15-2490-cv
Grezak v. Grezak
UNITED STATES COURT OF APPEALS
FOR THE SECOND CIRCUIT
SUMMARY ORDER
RULINGS BY SUMMARY ORDER DO NOT HAVE PRECEDENTIAL EFFECT. CITATION TO A
SUMMARY ORDER FILED ON OR AFTER JANUARY 1, 2007, IS PERMITTED AND IS GOVERNED BY
FEDERAL RULE OF APPELLATE PROCEDURE 32.1 AND THIS COURT’S LOCAL RULE 32.1.1.
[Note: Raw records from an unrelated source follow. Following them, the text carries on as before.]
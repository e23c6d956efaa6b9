//! Feature scaling.
//!
//! [`StandardScaler`] centers each numeric column on its training mean and
//! divides by its training standard deviation. Constant columns are only
//! centered.

use polars::prelude::*;
use serde::{Deserialize, Serialize};
use std::collections::HashMap;
use std::path::Path;
use tracing::debug;

use trellis_pipeline::{
    DataBundle, PipelineError, Result, Transformer, TransformerContract, read_json, write_json,
};

use crate::utils::{is_numeric_dtype, series_to_f64s};

#[derive(Debug, Clone, Copy, Serialize, Deserialize)]
struct ColumnScale {
    mean: f64,
    std: f64,
}

#[derive(Debug, Clone, Serialize, Deserialize, Default)]
struct ScalerState {
    columns: HashMap<String, ColumnScale>,
}

const STATE_FILE: &str = "scaler.json";

/// Standardizes numeric columns to zero mean and unit variance.
///
/// Consumes and produces the `X` frame. Non-numeric columns and columns
/// unseen during `fit` pass through untouched; nulls are preserved
/// (impute upstream if the consumer cannot handle them).
#[derive(Default)]
pub struct StandardScaler {
    state: Option<ScalerState>,
}

impl StandardScaler {
    pub fn new() -> Self {
        Self::default()
    }

    /// Whether the scaler has been fit or loaded.
    pub fn is_fitted(&self) -> bool {
        self.state.is_some()
    }
}

impl Transformer for StandardScaler {
    fn contract(&self) -> TransformerContract {
        TransformerContract::new(&["X"], &["X"])
    }

    fn fit(&mut self, inputs: &DataBundle) -> Result<()> {
        let df = inputs.frame("X")?;
        let mut state = ScalerState::default();

        for col in df.get_columns() {
            if !is_numeric_dtype(col.dtype()) {
                continue;
            }
            let values: Vec<f64> = series_to_f64s(col.as_materialized_series())?
                .into_iter()
                .flatten()
                .collect();
            if values.is_empty() {
                continue;
            }
            let (mean, std) = crate::utils::mean_and_std(&values);
            state
                .columns
                .insert(col.name().to_string(), ColumnScale { mean, std });
        }

        debug!("Scaler fitted over {} columns", state.columns.len());
        self.state = Some(state);
        Ok(())
    }

    fn transform(&self, inputs: &DataBundle) -> Result<DataBundle> {
        let state = self
            .state
            .as_ref()
            .ok_or_else(|| PipelineError::NotFitted("standard_scaler".to_string()))?;
        let mut df = inputs.frame("X")?.clone();

        for (name, scale) in &state.columns {
            let Ok(col) = df.column(name) else {
                continue;
            };
            let values = series_to_f64s(col.as_materialized_series())?;
            let scaled: Vec<Option<f64>> = values
                .into_iter()
                .map(|v| {
                    v.map(|v| {
                        if scale.std > 0.0 {
                            (v - scale.mean) / scale.std
                        } else {
                            v - scale.mean
                        }
                    })
                })
                .collect();
            df.replace(name, Series::new(name.as_str().into(), scaled))?;
        }

        Ok(DataBundle::new().with("X", df))
    }

    fn persist(&self, location: &Path) -> Result<()> {
        let state = self
            .state
            .as_ref()
            .ok_or_else(|| PipelineError::NotFitted("standard_scaler".to_string()))?;
        write_json(location, STATE_FILE, state)
    }

    fn load(&mut self, location: &Path) -> Result<()> {
        self.state = Some(read_json(location, STATE_FILE)?);
        Ok(())
    }
}

#[cfg(test)]
mod tests {
    use super::*;

    fn bundle(df: DataFrame) -> DataBundle {
        DataBundle::new().with("X", df)
    }

    #[test]
    fn test_scaling_centers_and_normalizes() {
        let train = df!["values" => [2.0, 4.0, 4.0, 4.0, 5.0, 5.0, 7.0, 9.0]].unwrap();

        let mut scaler = StandardScaler::new();
        scaler.fit(&bundle(train.clone())).unwrap();
        let out = scaler.transform(&bundle(train)).unwrap();

        let values = out.frame("X").unwrap().column("values").unwrap().clone();
        // mean 5, std 2: first value (2 - 5) / 2 = -1.5
        assert_eq!(values.get(0).unwrap().try_extract::<f64>().unwrap(), -1.5);
        assert_eq!(values.get(7).unwrap().try_extract::<f64>().unwrap(), 2.0);
    }

    #[test]
    fn test_scaling_uses_training_statistics() {
        let train = df!["values" => [0.0, 10.0]].unwrap();
        let test = df!["values" => [5.0]].unwrap();

        let mut scaler = StandardScaler::new();
        scaler.fit(&bundle(train)).unwrap();
        let out = scaler.transform(&bundle(test)).unwrap();

        let values = out.frame("X").unwrap().column("values").unwrap().clone();
        // train mean 5, std 5: (5 - 5) / 5 = 0
        assert_eq!(values.get(0).unwrap().try_extract::<f64>().unwrap(), 0.0);
    }

    #[test]
    fn test_constant_column_only_centered() {
        let train = df!["values" => [3.0, 3.0, 3.0]].unwrap();

        let mut scaler = StandardScaler::new();
        scaler.fit(&bundle(train.clone())).unwrap();
        let out = scaler.transform(&bundle(train)).unwrap();

        let values = out.frame("X").unwrap().column("values").unwrap().clone();
        assert_eq!(values.get(0).unwrap().try_extract::<f64>().unwrap(), 0.0);
    }

    #[test]
    fn test_string_columns_untouched() {
        let train = df![
            "values" => [1.0, 3.0],
            "name" => ["ada", "bob"],
        ]
        .unwrap();

        let mut scaler = StandardScaler::new();
        scaler.fit(&bundle(train.clone())).unwrap();
        let out = scaler.transform(&bundle(train)).unwrap();

        let name = out.frame("X").unwrap().column("name").unwrap().clone();
        assert!(name.get(0).unwrap().to_string().contains("ada"));
    }

    #[test]
    fn test_transform_before_fit_fails() {
        let scaler = StandardScaler::new();
        let err = scaler
            .transform(&bundle(df!["values" => [1.0]].unwrap()))
            .unwrap_err();
        assert_eq!(err.error_code(), "NOT_FITTED");
    }

    #[test]
    fn test_persist_load_round_trip() {
        let tmp = tempfile::tempdir().unwrap();
        let train = df!["values" => [0.0, 10.0]].unwrap();
        let test = df!["values" => [7.5]].unwrap();

        let mut scaler = StandardScaler::new();
        scaler.fit(&bundle(train)).unwrap();
        scaler.persist(tmp.path()).unwrap();

        let mut restored = StandardScaler::new();
        restored.load(tmp.path()).unwrap();

        let a = scaler.transform(&bundle(test.clone())).unwrap();
        let b = restored.transform(&bundle(test)).unwrap();
        assert_eq!(
            a.frame("X").unwrap().column("values").unwrap().get(0).unwrap(),
            b.frame("X").unwrap().column("values").unwrap().get(0).unwrap()
        );
    }
}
WHEN CITING A SUMMARY ORDER IN A DOCUMENT FILED WITH THIS COURT, A PARTY MUST
CITE EITHER THE FEDERAL APPENDIX OR AN ELECTRONIC DATABASE (WITH THE NOTATION
“SUMMARY ORDER”). A PARTY CITING A SUMMARY ORDER MUST SERVE A COPY OF IT ON
ANY PARTY NOT REPRESENTED BY COUNSEL.
At a stated term of the United States Court of Appeals for the Second Circuit, held at
the Thurgood Marshall United States Courthouse, 40 Foley Square, in the City of New
York, on the 4th day of November, two thousand sixteen.
PRESENT: PIERRE N. LEVAL,
ROBERT D. SACK,
REENA RAGGI,
Circuit Judges.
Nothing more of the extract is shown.